Publié le 18 décembre 2023

Il y a quelques jours disparaissait l'une des dernières figures de la Résistance, Inès Schneider, survenue à l'âge de 100 ans à Fréjus.

Nous devions célébrer son centenaire en début d’année 2024, mais c’est sur son cercueil que nous avons déposé la médaille promise de la SMLH, ce lundi 18 décembre. 

Léo Verriest , notre jeune filleul de la SMLH, Olympien en 2021, qui prépare un recueil de témoignages de Résistants et déportés rencontrés au fil de ses années de lycéen et jusqu’à aujourd’hui , avait interviewé Inès Schneider il y a encore un mois .

Il m’autorise à vous livrer ces quelques extraits de l’histoire de notre sociétaire qui paraitra dans son recueil « Les femmes pendant l’occupation », en 2024.   

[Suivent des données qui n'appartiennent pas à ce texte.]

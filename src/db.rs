mod value;

pub use value::{
    Consumer, Edge, Group, Hash, IdTooSmall, List, Pending, Placement, Set, SortedSet, Str,
    Stream, StreamEntry, StreamId, Value, ValueError, EMBED_MAX,
};

use crate::{
    dict::Dict,
    glob,
    time::{now_minutes, now_ms, now_secs32},
};
use bytes::Bytes;
use parking_lot::{Mutex, RwLock, RwLockReadGuard, RwLockWriteGuard};
use rand::Rng;
use std::sync::atomic::{AtomicU32, AtomicUsize, Ordering};
use triomphe::Arc;

/// How many draws RANDOMKEY makes before giving up on finding an
/// unexpired key.
const RANDOM_KEY_BUDGET: usize = 16;

/// New LFU counters start here so fresh keys survive the next sweep.
const LFU_INIT: u32 = 5;

/// The accounting overhead charged per main-dict entry.
const ENTRY_OVERHEAD: usize = 64;

/// The accounting overhead charged per expire entry.
const EXPIRE_OVERHEAD: usize = 32;

/// Which clock the object `lru` field runs on, per the eviction policy.
#[derive(Clone, Copy, Debug, Default, Eq, PartialEq)]
pub enum LruKind {
    #[default]
    Lru,
    Lfu,
}

/// The index of a database in the selector.
#[derive(Clone, Copy, Debug, Default, Eq, Hash, PartialEq)]
pub struct DbIndex(pub usize);

impl std::fmt::Display for DbIndex {
    fn fmt(&self, f: &mut std::fmt::Formatter<'_>) -> std::fmt::Result {
        write!(f, "{}", self.0)
    }
}

/// A stored value plus the packed access clock used by eviction.
#[derive(Debug)]
pub struct Object {
    pub value: Value,
    lru: AtomicU32,
    mem: u32,
}

impl Clone for Object {
    fn clone(&self) -> Self {
        Object {
            value: self.value.clone(),
            lru: AtomicU32::new(self.lru.load(Ordering::Relaxed)),
            mem: self.mem,
        }
    }
}

impl Object {
    pub fn new(value: Value, kind: LruKind) -> Self {
        let lru = match kind {
            LruKind::Lru => now_secs32(),
            LruKind::Lfu => (now_minutes() << 8) | LFU_INIT,
        };
        Object {
            value,
            lru: AtomicU32::new(lru),
            mem: 0,
        }
    }

    /// Update the access clock: refresh the LRU timestamp, or decay and
    /// probabilistically bump the LFU counter.
    pub fn touch_clock(&self, kind: LruKind) {
        match kind {
            LruKind::Lru => self.lru.store(now_secs32(), Ordering::Relaxed),
            LruKind::Lfu => {
                let raw = self.lru.load(Ordering::Relaxed);
                let minutes = raw >> 8;
                let counter = raw & 0xff;

                let now = now_minutes();
                let elapsed = now.wrapping_sub(minutes) & 0x00ff_ffff;
                let mut counter = counter.saturating_sub(elapsed);

                // The counter approximates log(frequency): the higher it
                // gets, the rarer an increment becomes.
                let gate = 1.0 / (f64::from(counter) * 10.0 + 1.0);
                if counter < 255 && rand::thread_rng().r#gen::<f64>() < gate {
                    counter += 1;
                }

                self.lru.store((now << 8) | counter, Ordering::Relaxed);
            }
        }
    }

    /// Seconds since the last access, under the LRU clock.
    pub fn idle_seconds(&self) -> u32 {
        now_secs32().wrapping_sub(self.lru.load(Ordering::Relaxed))
    }

    /// The LFU counter, decayed to now.
    pub fn frequency(&self) -> u32 {
        let raw = self.lru.load(Ordering::Relaxed);
        let elapsed = now_minutes().wrapping_sub(raw >> 8) & 0x00ff_ffff;
        (raw & 0xff).saturating_sub(elapsed)
    }
}

/// One logical database: the main dict, the expire dict, and the buffers
/// feeding the dirty-key hook.
#[derive(Debug)]
pub struct DbInner {
    index: DbIndex,
    kind: LruKind,
    dict: Dict<Object>,
    expires: Dict<u64>,

    /// Keys mutated since the last commit; drained into the watch manager.
    touched: Vec<Bytes>,

    /// Keys observed expired on the read path, deleted at commit under the
    /// write lock after a double-check.
    pending_expire: Mutex<Vec<Bytes>>,

    /// Approximate bytes used, mirrored into the shared gauge.
    mem: usize,
    gauge: Arc<AtomicUsize>,
}

/// A database behind its reader-writer lock.
#[derive(Debug)]
pub struct Db {
    inner: RwLock<DbInner>,
    gauge: Arc<AtomicUsize>,
}

impl Db {
    pub fn new(index: DbIndex, kind: LruKind) -> Self {
        let gauge = Arc::new(AtomicUsize::new(0));
        Db {
            inner: RwLock::new(DbInner {
                index,
                kind,
                dict: Dict::default(),
                expires: Dict::default(),
                touched: Vec::new(),
                pending_expire: Mutex::new(Vec::new()),
                mem: 0,
                gauge: gauge.clone(),
            }),
            gauge,
        }
    }

    pub fn read(&self) -> RwLockReadGuard<'_, DbInner> {
        self.inner.read()
    }

    pub fn write(&self) -> RwLockWriteGuard<'_, DbInner> {
        self.inner.write()
    }

    /// Approximate bytes used, readable without the lock.
    pub fn mem_used(&self) -> usize {
        self.gauge.load(Ordering::Relaxed)
    }

    /// Does this database have anything for the commit path to do?
    pub fn needs_commit(&self) -> bool {
        let inner = self.inner.read();
        !inner.touched.is_empty() || !inner.pending_expire.lock().is_empty()
    }

    /// Replace the contents wholesale (snapshot/AOF load). Past-due
    /// deadlines are kept as-is and fall to lazy expiry.
    pub fn load(&self, entries: Vec<(Bytes, Value, Option<u64>)>) {
        let mut inner = self.inner.write();
        inner.clear();
        for (key, value, at) in entries {
            inner.set(&key, value);
            if let Some(at) = at {
                if inner.expires.set(&key, at).is_none() {
                    inner.credit(key.len() + EXPIRE_OVERHEAD);
                }
            }
        }
        // Loading is not a client mutation; nothing watches yet.
        inner.touched.clear();
    }
}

Inès Garattoni est née le 6 mai 1923 à Fermignano en Italie. Fuyant le fascisme et la misère, la famille Garattoni arrive dans les années 1920 à Auboué, en Meurthe-et-Moselle. Auboué, une cité ouvrière, fortement empreinte des idéaux communistes des mineurs, sidérurgistes, ouvriers, qui y habitent.

« Le Front Populaire !  Je suis jeune à l’époque, c’est en 36, mais il y a de la joie. C’est là qu’on a commencé à avoir des salaires corrects ». 

C'est cet espoir des Jours Heureux qui anime la jeune Inès dans les années 1940, l'entrée dans la Résistance n'en est donc que plus naturelle. Inès distribue des tracts de propagande anti-nazie dans les cités ouvrières de la commune, membre d'un réseau composé de nombreux militants des Jeunesses communistes dissoutes.  Son frère aîné, Orlando Garattoni, est chef FTPF du groupe d’Auboué-Briey de la région C. Orlando est arrêté le 4 juin 1942 par la police judiciaire française et la gendarmerie, en représailles d'un sabotage par la Résistance de la centrale électrique d’Auboué, le 4 février 1942. …Condamné à mort le 20 juillet 1942 pour « activité communiste et détention d’armes et d’explosifs, sabotages » par le tribunal militaire de la Feldkommandantur de Nancy, Orlando tente de se suicider au sein de la prison Charles II, il échoue et se retrouve brancardé pour être fusillé. « Mon frère est fusillé le 29 juillet dans la forêt de Haye, à « La Malpierre » avec neuf camarades. Une nouvelle épouvantable pour moi, pour toute la famille ». 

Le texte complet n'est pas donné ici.